■ Assignment
Copy exactly the stretch of data below from the line with "reasons.insert(ValidationRule::MissingGreeting);" through the line with "if len < self.config.min_chars", including both of those lines.

(Data records)

######

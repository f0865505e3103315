//! Structural and safety validation for outreach drafts.
//!
//! [`RuleValidator`] checks every rule and reports all failures at once, so
//! the repair step can be told exactly what to fix.

use std::collections::BTreeSet;
use std::sync::OnceLock;

use regex::Regex;
use serde::{Deserialize, Serialize};

use crate::domain::{OutreachDraft, ValidationOutcome, ValidationRule};
use crate::scrub::contains_pii;

/// Words accepted at the start of the greeting line.
pub const GREETING_WORDS: &[&str] = &["hi", "hello", "dear", "hey"];

fn placeholder_pattern() -> &'static Regex {
    static RE: OnceLock<Regex> = OnceLock::new();
    RE.get_or_init(|| {
        Regex::new(
            r"\{\{|\}\}|(?i:\[redacted[^\]\n]*\]|\[your [^\]\n]*\]|<name>|<company>|<contact>|lorem ipsum)|\bTODO\b|\bINSERT\b|\bXXX\b",
        )
        .expect("placeholder pattern is a valid regex")
    })
}

/// True if `text` holds a template or redaction artifact.
pub(crate) fn has_placeholder(text: &str) -> bool {
    placeholder_pattern().is_match(text)
}

/// Names the contact and company a draft is addressed to.
#[derive(Debug, Clone, Copy)]
pub struct ValidationContext<'a> {
    pub contact_name: &'a str,
    pub company_name: &'a str,
}

/// Checks a draft against structural/safety rules.
pub trait DraftValidator: Send + Sync {
    fn validate(&self, draft: &OutreachDraft, ctx: &ValidationContext<'_>) -> ValidationOutcome;
}

/// Tunable bounds and word lists for [`RuleValidator`].
#[derive(Debug, Clone, PartialEq, Eq, Serialize, Deserialize)]
pub struct ValidatorConfig {
    /// Minimum trimmed length in characters.
    pub min_chars: usize,
    /// Maximum trimmed length in characters.
    pub max_chars: usize,
    /// Case-insensitive substrings that must never appear.
    pub banned_terms: Vec<String>,
}

impl Default for ValidatorConfig {
    fn default() -> Self {
        Self {
            min_chars: 60,
            max_chars: 1200,
            banned_terms: vec![
                "guarantee".to_string(),
                "guaranteed".to_string(),
                "risk-free".to_string(),
                "act now".to_string(),
                "100%".to_string(),
            ],
        }
    }
}

/// Default rule-based validator.
#[derive(Debug, Clone, Default)]
pub struct RuleValidator {
    config: ValidatorConfig,
}

impl RuleValidator {
    pub fn new(config: ValidatorConfig) -> Self {
        Self { config }
    }

    pub fn config(&self) -> &ValidatorConfig {
        &self.config
    }

    /// Content-safety rules only (PII, placeholders, banned terms).
    ///
    /// Used to screen caller-supplied names before they are rendered into
    /// any draft, including the fallback message.
    pub fn screen_field(&self, text: &str) -> BTreeSet<ValidationRule> {
        let mut reasons = BTreeSet::new();
        if contains_pii(text) {
            reasons.insert(ValidationRule::PiiLeak);
        }
        if has_placeholder(text) {
            reasons.insert(ValidationRule::PlaceholderArtifact);
        }
        if self.contains_banned_term(text) {
            reasons.insert(ValidationRule::BannedTerm);
        }
        reasons
    }

    fn contains_banned_term(&self, text: &str) -> bool {
        let lower = text.to_lowercase();
        self.config
            .banned_terms
            .iter()
            .filter(|term| !term.trim().is_empty())
            .any(|term| lower.contains(&term.to_lowercase()))
    }
}

/// The first word of the contact name, lowercased.
fn first_name(contact_name: &str) -> String {
    contact_name
        .split_whitespace()
        .next()
        .unwrap_or_default()
        .to_lowercase()
}

fn has_greeting(text: &str, contact_name: &str) -> bool {
    let Some(line) = text.lines().map(str::trim).find(|l| !l.is_empty()) else {
        return false;
    };
    let line = line.to_lowercase();
    let opener = line
        .split(|c: char| c.is_whitespace() || c == ',')
        .next()
        .unwrap_or_default();
    let name = first_name(contact_name);

    GREETING_WORDS.contains(&opener) && !name.is_empty() && line.contains(&name)
}

impl DraftValidator for RuleValidator {
    fn validate(&self, draft: &OutreachDraft, ctx: &ValidationContext<'_>) -> ValidationOutcome {
        let text = draft.text.trim();
        let mut reasons = BTreeSet::new();

        if text.is_empty() {
            reasons.insert(ValidationRule::EmptyBody);
        }
        if !has_greeting(text, ctx.contact_name) {
            reasons.insert(ValidationRule::MissingGreeting);
        }
        let company = ctx.company_name.trim().to_lowercase();
        if company.is_empty() || !text.to_lowercase().contains(&company) {
            reasons.insert(ValidationRule::MissingCompany);
        }
        reasons.extend(self.screen_field(text));

        let len = text.chars().count();
        if len < self.config.min_chars {
            reasons.insert(ValidationRule::TooShort);
        }
        if len > self.config.max_chars {
            reasons.insert(ValidationRule::TooLong);
        }

        ValidationOutcome::from_reasons(reasons)
    }
}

######

■ Output of the task
            reasons.insert(ValidationRule::MissingGreeting);
        }
        let company = ctx.company_name.trim().to_lowercase();
        if company.is_empty() || !text.to_lowercase().contains(&company) {
            reasons.insert(ValidationRule::MissingCompany);
        }
        reasons.extend(self.screen_field(text));

        let len = text.chars().count();
        if len < self.config.min_chars {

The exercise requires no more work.